* Saved data entries *
---*---
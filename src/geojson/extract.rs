//! Streaming bounding-box extraction. One pass over the raw bytes finds
//! every top-level feature's byte range and envelope without building a
//! JSON tree: braces and brackets are counted with full string/escape
//! awareness, and coordinates are folded into an envelope as they stream
//! past. The full JSON parser only ever sees the records a query hits.

use crate::envelope::Envelope;
use crate::error::{Error, Result};

#[derive(Debug, Clone, Copy, PartialEq)]
pub struct FeatureBox {
    pub offset: u64,
    pub size: u64,
    pub envelope: Envelope<f64>,
}

/// Shape of the document's top level.
#[derive(Debug, Clone, Copy, PartialEq, Eq)]
pub enum TopLevel {
    FeatureCollection,
    Feature,
    Geometry,
}

#[derive(Debug)]
pub struct Extract {
    pub kind: TopLevel,
    pub boxes: Vec<FeatureBox>,
    /// Byte position just past the top-level value; anything but trailing
    /// whitespace after it is an error under strict.
    pub consumed: usize,
}

const GEOMETRY_TYPES: [&str; 7] = [
    "Point",
    "MultiPoint",
    "LineString",
    "MultiLineString",
    "Polygon",
    "MultiPolygon",
    "GeometryCollection",
];

pub fn extract_feature_boxes(data: &[u8]) -> Result<Extract> {
    let start = skip_ws(data, 0);
    if start >= data.len() || data[start] != b'{' {
        return Err(Error::MalformedFile("expected a top-level JSON object".into()));
    }

    let mut type_name: Option<String> = None;
    let mut features_span: Option<(usize, usize)> = None;
    let mut geometry_span: Option<(usize, usize)> = None;

    let end = each_member(data, start, |key, value_start, value_end| {
        match key {
            b"type" => type_name = Some(string_token(data, value_start, value_end)?),
            b"features" => features_span = Some((value_start, value_end)),
            b"geometry" => geometry_span = Some((value_start, value_end)),
            _ => {}
        }
        Ok(())
    })?;

    let kind = match type_name.as_deref() {
        Some("FeatureCollection") => TopLevel::FeatureCollection,
        Some("Feature") => TopLevel::Feature,
        Some(name) if GEOMETRY_TYPES.contains(&name) => TopLevel::Geometry,
        Some(name) => {
            return Err(Error::MalformedFile(format!(
                "unexpected top-level type '{name}'"
            )))
        }
        None => return Err(Error::MalformedFile("missing top-level 'type' member".into())),
    };

    let boxes = match kind {
        TopLevel::FeatureCollection => {
            let (fs, fe) = features_span.ok_or_else(|| {
                Error::MalformedFile("FeatureCollection without a 'features' array".into())
            })?;
            collection_boxes(data, fs, fe)?
        }
        TopLevel::Feature => {
            let envelope = match geometry_span {
                Some((gs, ge)) => geometry_envelope(&data[gs..ge])?,
                None => Envelope::invalid(),
            };
            vec![FeatureBox {
                offset: start as u64,
                size: (end - start) as u64,
                envelope,
            }]
        }
        TopLevel::Geometry => vec![FeatureBox {
            offset: start as u64,
            size: (end - start) as u64,
            envelope: geometry_envelope(&data[start..end])?,
        }],
    };

    Ok(Extract {
        kind,
        boxes,
        consumed: end,
    })
}

fn collection_boxes(data: &[u8], fs: usize, fe: usize) -> Result<Vec<FeatureBox>> {
    if data[fs] != b'[' {
        return Err(Error::MalformedFile("'features' is not an array".into()));
    }
    let mut boxes = Vec::new();
    let mut pos = skip_ws(data, fs + 1);
    if pos < fe && data[pos] == b']' {
        return Ok(boxes);
    }
    loop {
        let element_start = pos;
        let element_end = skip_value(data, pos)?;
        let envelope = feature_envelope(&data[element_start..element_end])?;
        boxes.push(FeatureBox {
            offset: element_start as u64,
            size: (element_end - element_start) as u64,
            envelope,
        });
        pos = skip_ws(data, element_end);
        match data.get(pos) {
            Some(b',') => pos = skip_ws(data, pos + 1),
            Some(b']') => return Ok(boxes),
            _ => return Err(Error::MalformedFile("unterminated 'features' array".into())),
        }
    }
}

/// Envelope of one feature object: only its `geometry` member is scanned,
/// so attributes that happen to be called "coordinates" cannot leak in.
fn feature_envelope(feature: &[u8]) -> Result<Envelope<f64>> {
    let start = skip_ws(feature, 0);
    if start >= feature.len() || feature[start] != b'{' {
        return Err(Error::MalformedFile("feature is not an object".into()));
    }
    let mut envelope = Envelope::invalid();
    each_member(feature, start, |key, value_start, value_end| {
        if key == b"geometry" {
            envelope = geometry_envelope(&feature[value_start..value_end])?;
        }
        Ok(())
    })?;
    Ok(envelope)
}

/// Envelope of a geometry object: every `coordinates` key inside (one per
/// member of a GeometryCollection) contributes its positions.
fn geometry_envelope(geometry: &[u8]) -> Result<Envelope<f64>> {
    let mut envelope = Envelope::invalid();
    let mut pos = 0usize;
    while pos < geometry.len() {
        match geometry[pos] {
            b'"' => {
                let end = skip_string(geometry, pos)?;
                let key = &geometry[pos + 1..end - 1];
                let after = skip_ws(geometry, end);
                if key == b"coordinates" && geometry.get(after) == Some(&b':') {
                    let value_start = skip_ws(geometry, after + 1);
                    let value_end = scan_positions(geometry, value_start, &mut envelope)?;
                    pos = value_end;
                } else {
                    pos = end;
                }
            }
            _ => pos += 1,
        }
    }
    Ok(envelope)
}

/// Folds a coordinates array into the envelope. Within each innermost
/// array the first two numbers are x and y; extra dimensions are ignored.
fn scan_positions(data: &[u8], start: usize, envelope: &mut Envelope<f64>) -> Result<usize> {
    if data.get(start) != Some(&b'[') {
        return Err(Error::MalformedFile("'coordinates' is not an array".into()));
    }
    let mut stack: Vec<usize> = vec![];
    let mut pending_x = 0.0f64;
    let mut pos = start;
    loop {
        match data.get(pos) {
            Some(b'[') => {
                stack.push(0);
                pos += 1;
            }
            Some(b']') => {
                stack.pop();
                pos += 1;
                if stack.is_empty() {
                    return Ok(pos);
                }
                if let Some(count) = stack.last_mut() {
                    *count += 1;
                }
            }
            Some(b',') | Some(b' ') | Some(b'\t') | Some(b'\r') | Some(b'\n') => pos += 1,
            Some(c) if c.is_ascii_digit() || *c == b'-' || *c == b'+' || *c == b'.' => {
                let (value, end) = scan_number(data, pos)?;
                let axis = stack.last().copied().unwrap_or(0);
                if axis == 0 {
                    pending_x = value;
                } else if axis == 1 {
                    envelope.expand_to_include_point(pending_x, value);
                }
                if let Some(count) = stack.last_mut() {
                    *count += 1;
                }
                pos = end;
            }
            _ => {
                return Err(Error::MalformedFile(
                    "unexpected byte inside 'coordinates'".into(),
                ))
            }
        }
    }
}

fn scan_number(data: &[u8], start: usize) -> Result<(f64, usize)> {
    let mut end = start;
    while end < data.len()
        && matches!(data[end], b'0'..=b'9' | b'-' | b'+' | b'.' | b'e' | b'E')
    {
        end += 1;
    }
    let text = std::str::from_utf8(&data[start..end])
        .map_err(|_| Error::MalformedFile("invalid number".into()))?;
    let value = text
        .parse::<f64>()
        .map_err(|_| Error::MalformedFile(format!("invalid number '{text}'")))?;
    Ok((value, end))
}

/// Walks the members of the object opening at `start`, invoking the visitor
/// with each raw key and its value's byte range. Returns the position just
/// past the closing brace.
fn each_member<F>(data: &[u8], start: usize, mut visit: F) -> Result<usize>
where
    F: FnMut(&[u8], usize, usize) -> Result<()>,
{
    let mut pos = skip_ws(data, start + 1);
    if data.get(pos) == Some(&b'}') {
        return Ok(pos + 1);
    }
    loop {
        if data.get(pos) != Some(&b'"') {
            return Err(Error::MalformedFile("expected an object key".into()));
        }
        let key_end = skip_string(data, pos)?;
        let key_range = (pos + 1, key_end - 1);
        pos = skip_ws(data, key_end);
        if data.get(pos) != Some(&b':') {
            return Err(Error::MalformedFile("expected ':' after object key".into()));
        }
        pos = skip_ws(data, pos + 1);
        let value_start = pos;
        let value_end = skip_value(data, pos)?;
        visit(&data[key_range.0..key_range.1], value_start, value_end)?;
        pos = skip_ws(data, value_end);
        match data.get(pos) {
            Some(b',') => pos = skip_ws(data, pos + 1),
            Some(b'}') => return Ok(pos + 1),
            _ => return Err(Error::MalformedFile("unterminated object".into())),
        }
    }
}

fn skip_ws(data: &[u8], mut pos: usize) -> usize {
    while pos < data.len() && data[pos].is_ascii_whitespace() {
        pos += 1;
    }
    pos
}

/// Past the closing quote of the string opening at `start`.
fn skip_string(data: &[u8], start: usize) -> Result<usize> {
    let mut pos = start + 1;
    while pos < data.len() {
        match data[pos] {
            b'\\' => pos += 2,
            b'"' => return Ok(pos + 1),
            _ => pos += 1,
        }
    }
    Err(Error::MalformedFile("unterminated string".into()))
}

/// Past the end of any JSON value starting at `pos`. Containers are crossed
/// by depth counting; strings inside them (including ones full of braces)
/// are skipped whole.
fn skip_value(data: &[u8], pos: usize) -> Result<usize> {
    match data.get(pos) {
        None => Err(Error::MalformedFile("unexpected end of input".into())),
        Some(b'"') => skip_string(data, pos),
        Some(b'{') | Some(b'[') => {
            let mut depth = 0usize;
            let mut cursor = pos;
            while cursor < data.len() {
                match data[cursor] {
                    b'"' => {
                        cursor = skip_string(data, cursor)?;
                        continue;
                    }
                    b'{' | b'[' => depth += 1,
                    b'}' | b']' => {
                        depth -= 1;
                        if depth == 0 {
                            return Ok(cursor + 1);
                        }
                    }
                    _ => {}
                }
                cursor += 1;
            }
            Err(Error::MalformedFile("unterminated container".into()))
        }
        Some(_) => {
            let mut cursor = pos;
            while cursor < data.len()
                && !matches!(data[cursor], b',' | b'}' | b']')
                && !data[cursor].is_ascii_whitespace()
            {
                cursor += 1;
            }
            Ok(cursor)
        }
    }
}

fn string_token(data: &[u8], start: usize, end: usize) -> Result<String> {
    if end <= start + 1 || data[start] != b'"' {
        return Err(Error::MalformedFile("expected a string value".into()));
    }
    Ok(String::from_utf8_lossy(&data[start + 1..end - 1]).into_owned())
}
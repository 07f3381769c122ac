use std::sync::Arc;

use crate::datasource::Featureset;
use crate::error::Result;
use crate::feature::{Context, Feature};
use crate::index::IndexRecord;
use crate::source::ByteSource;

use super::{extract_geometry, split_fields, typed_value, CsvLayout};

/// Lazily re-reads and re-parses the records the index flagged for a query,
/// in ascending offset order.
pub(crate) struct CsvFeatureset {
    source: Arc<ByteSource>,
    layout: Arc<CsvLayout>,
    ctx: Arc<Context>,
    candidates: std::vec::IntoIter<IndexRecord>,
    properties: Option<Vec<String>>,
    feature_id: u64,
    remaining: Option<u64>,
}

impl CsvFeatureset {
    pub fn new(
        source: Arc<ByteSource>,
        layout: Arc<CsvLayout>,
        ctx: Arc<Context>,
        candidates: Vec<IndexRecord>,
        properties: Option<Vec<String>>,
        row_limit: u64,
    ) -> Self {
        CsvFeatureset {
            source,
            layout,
            ctx,
            candidates: candidates.into_iter(),
            properties,
            feature_id: 0,
            remaining: (row_limit > 0).then_some(row_limit),
        }
    }

    fn wants(&self, name: &str) -> bool {
        match &self.properties {
            None => true,
            Some(names) => names.iter().any(|n| n == name),
        }
    }

    fn parse(&self, record: &IndexRecord, id: u64) -> Result<Feature> {
        let layout = &self.layout;
        let bytes = self.source.read(record.offset, record.size as usize)?;
        let fields = split_fields(
            &bytes,
            record.offset,
            &layout.dialect,
            &layout.headers,
            &layout.encoding,
        )?;
        let mut feature = Feature::new(id, self.ctx.clone());
        feature.geometry = extract_geometry(&fields, &layout.locator, record.offset)?;
        for (column, field) in fields.iter().enumerate() {
            let slot = match layout.slots[column] {
                Some(slot) => slot,
                None => continue,
            };
            if !self.wants(&layout.headers[column]) {
                continue;
            }
            let value = typed_value(
                field,
                layout.column_types[column],
                record.offset,
                layout.strict,
            )?;
            feature.put_by_index(slot, value);
        }
        Ok(feature)
    }
}

impl Featureset for CsvFeatureset {
    fn next(&mut self) -> Option<Result<Feature>> {
        loop {
            if self.remaining == Some(0) {
                return None;
            }
            let record = self.candidates.next()?;
            match self.parse(&record, self.feature_id + 1) {
                Ok(feature) => {
                    self.feature_id += 1;
                    if let Some(left) = self.remaining.as_mut() {
                        *left -= 1;
                    }
                    return Some(Ok(feature));
                }
                Err(err) if self.layout.strict => return Some(Err(err)),
                Err(err) => {
                    log::warn!("csv: skipping record at byte {}: {err}", record.offset);
                }
            }
        }
    }
}
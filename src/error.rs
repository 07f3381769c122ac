use std::path::PathBuf;

use thiserror::Error;

/// Errors surfaced by datasource construction, record parsing, and the
/// spatial index. Construction failures are fatal; per-record failures are
/// logged and skipped unless the datasource was opened with `strict`.
#[derive(Error, Debug)]
pub enum Error {
    #[error("no such file: {}", .0.display())]
    NoSuchFile(PathBuf),

    #[error(transparent)]
    Io(#[from] std::io::Error),

    #[error("unknown datasource type '{0}'")]
    UnknownBackend(String),

    #[error("missing required parameter '{0}'")]
    MissingParam(String),

    #[error("invalid value for parameter '{key}': {reason}")]
    InvalidParam { key: String, reason: String },

    #[error("malformed record at byte {offset}: {reason} near '{excerpt}'")]
    MalformedRecord {
        offset: u64,
        reason: String,
        excerpt: String,
    },

    #[error("malformed file: {0}")]
    MalformedFile(String),

    #[error("could not detect a geometry column named wkt, geojson, x/y, or longitude/latitude")]
    NoGeometryColumn,

    #[error("expected a column header at line {line}, column {column}")]
    MissingHeader { line: usize, column: usize },

    #[error("corrupt spatial index: {0}")]
    CorruptIndex(String),

    #[error("unsupported geometry: {0}")]
    UnsupportedGeometry(String),

    #[error("unknown attribute '{0}'")]
    UnknownAttribute(String),
}

impl Error {
    /// Build a `MalformedRecord` carrying a bounded excerpt of the bytes
    /// around the failure so the caller can locate it in the source file.
    pub fn malformed_record(offset: u64, reason: impl Into<String>, context: &[u8]) -> Self {
        let window = &context[..context.len().min(200)];
        Error::MalformedRecord {
            offset,
            reason: reason.into(),
            excerpt: String::from_utf8_lossy(window).into_owned(),
        }
    }
}

pub type Result<T> = std::result::Result<T, Error>;
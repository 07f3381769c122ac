pub mod dbf;
mod featureset;
pub mod shp;

use std::sync::Arc;

use crate::datasource::{Datasource, DatasourceType, Descriptor, Featureset, FieldDescriptor, Query};
use crate::envelope::Envelope;
use crate::error::{Error, Result};
use crate::feature::Context;
use crate::geometry::GeometryKind;
use crate::index::file::open_sidecar;
use crate::index::{IndexRecord, QuadTree, SpatialIndex};
use crate::params::Params;
use crate::source::ByteSource;
use dbf::DbfFile;
use featureset::ShapeFeatureset;

pub struct ShapeDatasource {
    shp: Arc<ByteSource>,
    dbf: Arc<DbfFile>,
    ctx: Arc<Context>,
    index: SpatialIndex,
    extent: Envelope<f64>,
    strict: bool,
    encoding: String,
    row_limit: u64,
    desc: Descriptor,
}

pub fn create(params: &Params) -> Result<Box<dyn Datasource>> {
    Ok(Box::new(ShapeDatasource::from_params(params)?))
}

impl ShapeDatasource {
    pub fn from_params(params: &Params) -> Result<Self> {
        let strict = params.get_bool("strict")?.unwrap_or(false);
        let row_limit = params.get_int("row_limit")?.unwrap_or(0).max(0) as u64;
        let encoding = params.get_text("encoding").unwrap_or_else(|| "utf-8".into());

        // `file` names the triple with or without its .shp extension.
        let stem = {
            let path = params.resolve_path()?;
            match path.extension().and_then(|e| e.to_str()) {
                Some("shp") => path.with_extension(""),
                _ => path,
            }
        };
        let shp_path = stem.with_extension("shp");
        let dbf_path = stem.with_extension("dbf");

        let shp = Arc::new(ByteSource::open(&shp_path)?);
        let header = shp::read_file_header(&shp)?;
        if header.shape_type == shp::SHAPE_MULTIPATCH {
            return Err(Error::UnsupportedGeometry("MultiPatch shapefile".into()));
        }
        let dbf = Arc::new(DbfFile::open(&dbf_path)?);

        let ctx = Arc::new(Context::from_names(
            dbf.fields().iter().map(|f| f.name.clone()),
        ));
        let fields = dbf
            .fields()
            .iter()
            .map(|f| FieldDescriptor {
                name: f.name.clone(),
                attr_type: f.attr_type(),
            })
            .collect();

        // The sidecar sits next to the triple as `<stem>.index`.
        let index = match open_sidecar(&stem, strict)? {
            Some(file) => SpatialIndex::Disk(file),
            None => SpatialIndex::Memory(scan(&shp, &header, strict)?),
        };

        let extent = match params.get_text("extent") {
            Some(text) => text.parse()?,
            None => header.bbox,
        };

        let desc = Descriptor {
            name: "shape",
            ds_type: DatasourceType::Vector,
            geometry_kind: geometry_kind(header.shape_type),
            fields,
            encoding: encoding.clone(),
        };

        Ok(ShapeDatasource {
            shp,
            dbf,
            ctx,
            index,
            extent,
            strict,
            encoding,
            row_limit,
            desc,
        })
    }
}

fn geometry_kind(shape_type: i32) -> Option<GeometryKind> {
    match shp::base_type(shape_type) {
        shp::SHAPE_POINT | shp::SHAPE_MULTIPOINT => Some(GeometryKind::Point),
        shp::SHAPE_POLYLINE => Some(GeometryKind::LineString),
        shp::SHAPE_POLYGON => Some(GeometryKind::Polygon),
        _ => None,
    }
}

/// Without a sidecar index the whole `.shp` is walked once at open: record
/// headers give the offsets, record bboxes give the envelopes.
fn scan(shp: &ByteSource, header: &shp::ShpHeader, strict: bool) -> Result<QuadTree> {
    let mut tree = QuadTree::new(header.bbox.to_f32());
    let file_end = header.file_length.min(shp.len());
    let mut offset = shp::FILE_HEADER_SIZE;
    while offset + shp::RECORD_HEADER_SIZE <= file_end {
        let (_, content_len) = shp::read_record_header(shp, offset)?;
        let content_at = offset + shp::RECORD_HEADER_SIZE;
        if content_at + content_len as u64 > file_end {
            return Err(Error::malformed_record(
                offset,
                "record content runs past end of file",
                &[],
            ));
        }
        let content = shp.read(content_at, content_len)?;
        match shp::read_record_envelope(&content, offset) {
            Ok(env) if env.valid() => {
                tree.insert(IndexRecord {
                    offset,
                    size: shp::RECORD_HEADER_SIZE + content_len as u64,
                    envelope: env.to_f32(),
                });
            }
            Ok(_) => {
                log::debug!("shape: record at byte {offset} has no extent (null shape?)");
            }
            Err(err) if strict => return Err(err),
            Err(err) => log::warn!("shape: skipping record at byte {offset}: {err}"),
        }
        offset = content_at + content_len as u64;
    }
    tree.trim();
    Ok(tree)
}

impl Datasource for ShapeDatasource {
    fn descriptor(&self) -> &Descriptor {
        &self.desc
    }

    fn envelope(&self) -> Envelope<f64> {
        self.extent
    }

    fn features(&self, query: &Query) -> Result<Box<dyn Featureset + Send>> {
        let candidates = self.index.query(&query.bbox)?;
        Ok(Box::new(ShapeFeatureset::new(
            self.shp.clone(),
            self.dbf.clone(),
            self.ctx.clone(),
            candidates,
            query.properties.clone(),
            self.strict,
            self.encoding.clone(),
            self.row_limit,
        )))
    }
}
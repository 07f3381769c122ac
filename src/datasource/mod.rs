pub mod memory;

use std::collections::HashMap;

use crate::envelope::Envelope;
use crate::error::{Error, Result};
use crate::feature::{AttrType, Feature, Value};
use crate::geometry::GeometryKind;
use crate::params::Params;

#[derive(Debug, Clone, Copy, PartialEq, Eq)]
pub enum DatasourceType {
    Vector,
    Raster,
}

#[derive(Debug, Clone)]
pub struct FieldDescriptor {
    pub name: String,
    pub attr_type: AttrType,
}

/// What a datasource exposes: its backend name, data class, geometry class
/// (when a single one is known), and the declared attribute schema.
#[derive(Debug, Clone)]
pub struct Descriptor {
    pub name: &'static str,
    pub ds_type: DatasourceType,
    pub geometry_kind: Option<GeometryKind>,
    pub fields: Vec<FieldDescriptor>,
    pub encoding: String,
}

/// A bounding-box query with an optional attribute-name restriction.
/// `properties: None` requests every attribute.
#[derive(Debug, Clone)]
pub struct Query {
    pub bbox: Envelope<f64>,
    pub properties: Option<Vec<String>>,
    pub variables: HashMap<String, Value>,
}

impl Query {
    pub fn new(bbox: Envelope<f64>) -> Self {
        Query {
            bbox,
            properties: None,
            variables: HashMap::new(),
        }
    }

    pub fn with_properties<I, S>(mut self, names: I) -> Self
    where
        I: IntoIterator<Item = S>,
        S: Into<String>,
    {
        self.properties = Some(names.into_iter().map(Into::into).collect());
        self
    }

    pub(crate) fn wants(&self, name: &str) -> bool {
        match &self.properties {
            None => true,
            Some(names) => names.iter().any(|n| n == name),
        }
    }
}

/// Lazy, single-pass sequence of features produced by a query. `next` may
/// block on I/O; per-record failures surface as `Err` items, after which a
/// non-strict featureset keeps yielding the remaining valid features.
pub trait Featureset {
    fn next(&mut self) -> Option<Result<Feature>>;
}

/// The backend-agnostic datasource handle. Implementations are read-only
/// after construction, so a datasource may be shared across threads while
/// each query owns its private featureset.
pub trait Datasource: Send + Sync {
    fn descriptor(&self) -> &Descriptor;

    /// Full-data envelope, from the index, a bulk scan, or the `extent`
    /// parameter.
    fn envelope(&self) -> Envelope<f64>;

    fn features(&self, query: &Query) -> Result<Box<dyn Featureset + Send>>;

    fn features_at_point(&self, x: f64, y: f64, tolerance: f64) -> Result<Box<dyn Featureset + Send>> {
        let bbox = Envelope::new(x - tolerance, y - tolerance, x + tolerance, y + tolerance);
        self.features(&Query::new(bbox))
    }
}

impl std::fmt::Debug for dyn Datasource {
    fn fmt(&self, f: &mut std::fmt::Formatter<'_>) -> std::fmt::Result {
        f.debug_struct("Datasource")
            .field("descriptor", self.descriptor())
            .finish()
    }
}

type Constructor = fn(&Params) -> Result<Box<dyn Datasource>>;

/// Static backend registry, looked up by the `type` parameter. Registration
/// is a table entry, not a dynamic library.
pub static PLUGINS: &[(&str, Constructor)] = &[
    ("csv", crate::csv::create),
    ("geojson", crate::geojson::create),
    ("topojson", crate::topojson::create),
    ("geobuf", crate::geobuf::create),
    ("shape", crate::shape::create),
    ("memory", memory::create),
];

/// Constructs a datasource from a parameter bag.
pub fn open(params: &Params) -> Result<Box<dyn Datasource>> {
    let kind = params.required_text("type")?;
    match PLUGINS.iter().find(|(name, _)| *name == kind) {
        Some((_, constructor)) => constructor(params),
        None => Err(Error::UnknownBackend(kind)),
    }
}

/// Clones a feature keeping only the attributes a query asked for.
pub(crate) fn restrict_to_query(feature: &Feature, query: &Query) -> Feature {
    match &query.properties {
        None => feature.clone(),
        Some(_) => {
            let mut out = Feature::new(feature.id(), feature.context().clone());
            out.geometry = feature.geometry.clone();
            for (name, value) in feature.iter() {
                if query.wants(name) {
                    if let Some(index) = feature.context().lookup(name) {
                        out.put_by_index(index, value.clone());
                    }
                }
            }
            out
        }
    }
}
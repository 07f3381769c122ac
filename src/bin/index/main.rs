mod args;

use std::fs::File;
use std::path::Path;

use clap::Parser;
use log::LevelFilter;

use terrasource::envelope::Envelope;
use terrasource::error::{Error, Result};
use terrasource::geojson::extract::extract_feature_boxes;
use terrasource::geojson::validate_feature_slice;
use terrasource::index::file::sidecar_path;
use terrasource::index::{IndexRecord, QuadTree};
use terrasource::source::ByteSource;

use crate::args::Args;

fn is_csv(path: &Path) -> bool {
    matches!(
        path.extension().and_then(|e| e.to_str()).map(str::to_ascii_lowercase).as_deref(),
        Some("csv") | Some("tsv")
    )
}

fn is_geojson(path: &Path) -> bool {
    matches!(
        path.extension().and_then(|e| e.to_str()).map(str::to_ascii_lowercase).as_deref(),
        Some("geojson") | Some("json")
    )
}

fn char_arg(value: Option<char>, name: &'static str) -> Result<Option<u8>> {
    match value {
        None => Ok(None),
        Some(c) if c.is_ascii() => Ok(Some(c as u8)),
        Some(_) => Err(Error::InvalidParam {
            key: name.into(),
            reason: "expected a single ascii character".into(),
        }),
    }
}

/// Box-scan one input, returning the records to insert and the data extent.
fn collect_boxes(path: &Path, args: &Args) -> Result<(Vec<IndexRecord>, Envelope<f64>)> {
    if is_csv(path) {
        log::info!("processing '{}' as CSV", path.display());
        return terrasource::csv::scan_for_index(
            path,
            char_arg(args.separator, "separator")?,
            char_arg(args.quote, "quote")?,
            args.manual_headers.as_deref(),
        );
    }
    log::info!("processing '{}' as GeoJSON", path.display());
    let source = ByteSource::open(path)?;
    let data = source.read_all()?;
    let extracted = extract_feature_boxes(&data)?;
    let mut extent = Envelope::invalid();
    let mut records = Vec::with_capacity(extracted.boxes.len());
    for feature_box in &extracted.boxes {
        if args.validate_features {
            let slice = &data
                [feature_box.offset as usize..(feature_box.offset + feature_box.size) as usize];
            validate_feature_slice(slice, feature_box.offset, extracted.kind)?;
        }
        if !feature_box.envelope.valid() {
            log::warn!(
                "feature at byte {} has no usable geometry, skipping",
                feature_box.offset
            );
            continue;
        }
        extent.expand_to_include(&feature_box.envelope);
        records.push(IndexRecord {
            offset: feature_box.offset,
            size: feature_box.size,
            envelope: feature_box.envelope.to_f32(),
        });
    }
    Ok((records, extent))
}

fn process_file(path: &Path, args: &Args, clip: Option<Envelope<f64>>) -> Result<()> {
    let (records, extent) = collect_boxes(path, args)?;
    if !extent.valid() {
        return Err(Error::MalformedFile(format!(
            "'{}' yields no indexable records (invalid extent)",
            path.display()
        )));
    }

    let tree_extent = clip.unwrap_or(extent);
    let mut tree = QuadTree::with_params(tree_extent.to_f32(), args.depth, args.ratio);
    for record in records {
        if let Some(clip) = &clip {
            if !clip.intersects(&record.envelope.to_f64()) {
                continue;
            }
        }
        tree.insert(record);
    }
    tree.trim();
    log::info!("extent: {extent}");
    log::info!("number nodes: {}", tree.count());
    log::info!("number elements: {}", tree.count_items());

    let index_path = sidecar_path(path);
    let mut file = File::create(&index_path)?;
    tree.write(&mut file)?;
    log::info!("wrote '{}'", index_path.display());
    Ok(())
}

fn main() {
    let args = Args::parse();
    simple_logger::SimpleLogger::new()
        .with_level(if args.verbose {
            LevelFilter::Debug
        } else {
            LevelFilter::Info
        })
        .init()
        .expect("logger init");

    let clip = match &args.bbox {
        Some(text) => match text.parse::<Envelope<f64>>() {
            Ok(env) => Some(env),
            Err(err) => {
                log::error!("invalid --bbox: {err}");
                std::process::exit(1);
            }
        },
        None => None,
    };
    if args.ratio <= 0.5 || args.ratio >= 1.0 {
        log::error!("--ratio must lie in (0.5, 1.0)");
        std::process::exit(1);
    }

    // Routing is by extension alone; a named file that turns out to be
    // missing fails its processing step rather than being filtered away.
    let files: Vec<_> = args
        .files
        .iter()
        .filter(|path| is_csv(path) || is_geojson(path))
        .cloned()
        .collect();
    if files.is_empty() {
        log::error!("no files to index");
        std::process::exit(1);
    }

    log::info!("max tree depth: {}", args.depth);
    log::info!("split ratio: {}", args.ratio);

    let mut failed = false;
    for path in &files {
        if let Err(err) = process_file(path, &args, clip) {
            log::error!("failed to process '{}': {err}", path.display());
            failed = true;
        }
    }
    if failed {
        std::process::exit(1);
    }
    log::info!("done!");
}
---*---
* Work to complete *
Tell how many lines of the entries above include "false". The answer should be the number and nothing more.

* Solution to this task *
2